# Work to be completed
Tell me how many lines in the data include "self", and keep the reply to that number.

# Data for processing
______________________________
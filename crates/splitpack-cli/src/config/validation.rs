use crate::config::SplitpackConfig;
use crate::error::{ConfigError, Result};

impl SplitpackConfig {
    /// Validate configuration for logical consistency.
    pub fn validate(&self) -> Result<()> {
        if self.out_dir.as_os_str().is_empty() {
            return Err(ConfigError::MissingField {
                field: "outDir".to_string(),
                hint: "Set an output directory, e.g. \"dist\"".to_string(),
            }
            .into());
        }

        if self.max_parallel == Some(0) {
            return Err(ConfigError::InvalidValue {
                field: "maxParallel".to_string(),
                value: "0".to_string(),
                hint: "At least one job must be allowed to run".to_string(),
            }
            .into());
        }

        if let Some(pkg) = self.external.iter().find(|p| p.trim().is_empty()) {
            return Err(ConfigError::InvalidValue {
                field: "external".to_string(),
                value: format!("{:?}", pkg),
                hint: "External entries must be package names".to_string(),
            }
            .into());
        }

        if let Some(esbuild) = &self.esbuild {
            if esbuild.as_os_str().is_empty() {
                return Err(ConfigError::InvalidValue {
                    field: "esbuild".to_string(),
                    value: "\"\"".to_string(),
                    hint: "Remove the field to look esbuild up automatically".to_string(),
                }
                .into());
            }
        }

        Ok(())
    }
}
/// Parse and validate a package name passed to `--external`.
///
/// Accepts bare and scoped package names, optionally with a subpath or a
/// trailing `*` wildcard as esbuild does (`react`, `@scope/pkg`, `lodash/*`).
///
/// # Errors
///
/// Returns an error message if the name is empty or contains whitespace.
pub fn parse_external(s: &str) -> Result<String, String> {
    let trimmed = s.trim();

    if trimmed.is_empty() {
        return Err("External package name cannot be empty".to_string());
    }

    if trimmed.chars().any(char::is_whitespace) {
        return Err(format!(
            "External package name cannot contain whitespace: '{}'",
            s
        ));
    }

    Ok(trimmed.to_string())
}

/// Parse the `--max-parallel` job limit.
///
/// # Errors
///
/// Returns an error message unless the value is an integer of at least 1.
pub fn parse_max_parallel(s: &str) -> Result<usize, String> {
    let value: usize = s
        .trim()
        .parse()
        .map_err(|_| format!("Expected a positive integer, got '{}'", s))?;

    if value == 0 {
        return Err("Max parallel jobs must be at least 1".to_string());
    }

    Ok(value)
}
______________________________
# Finished task
5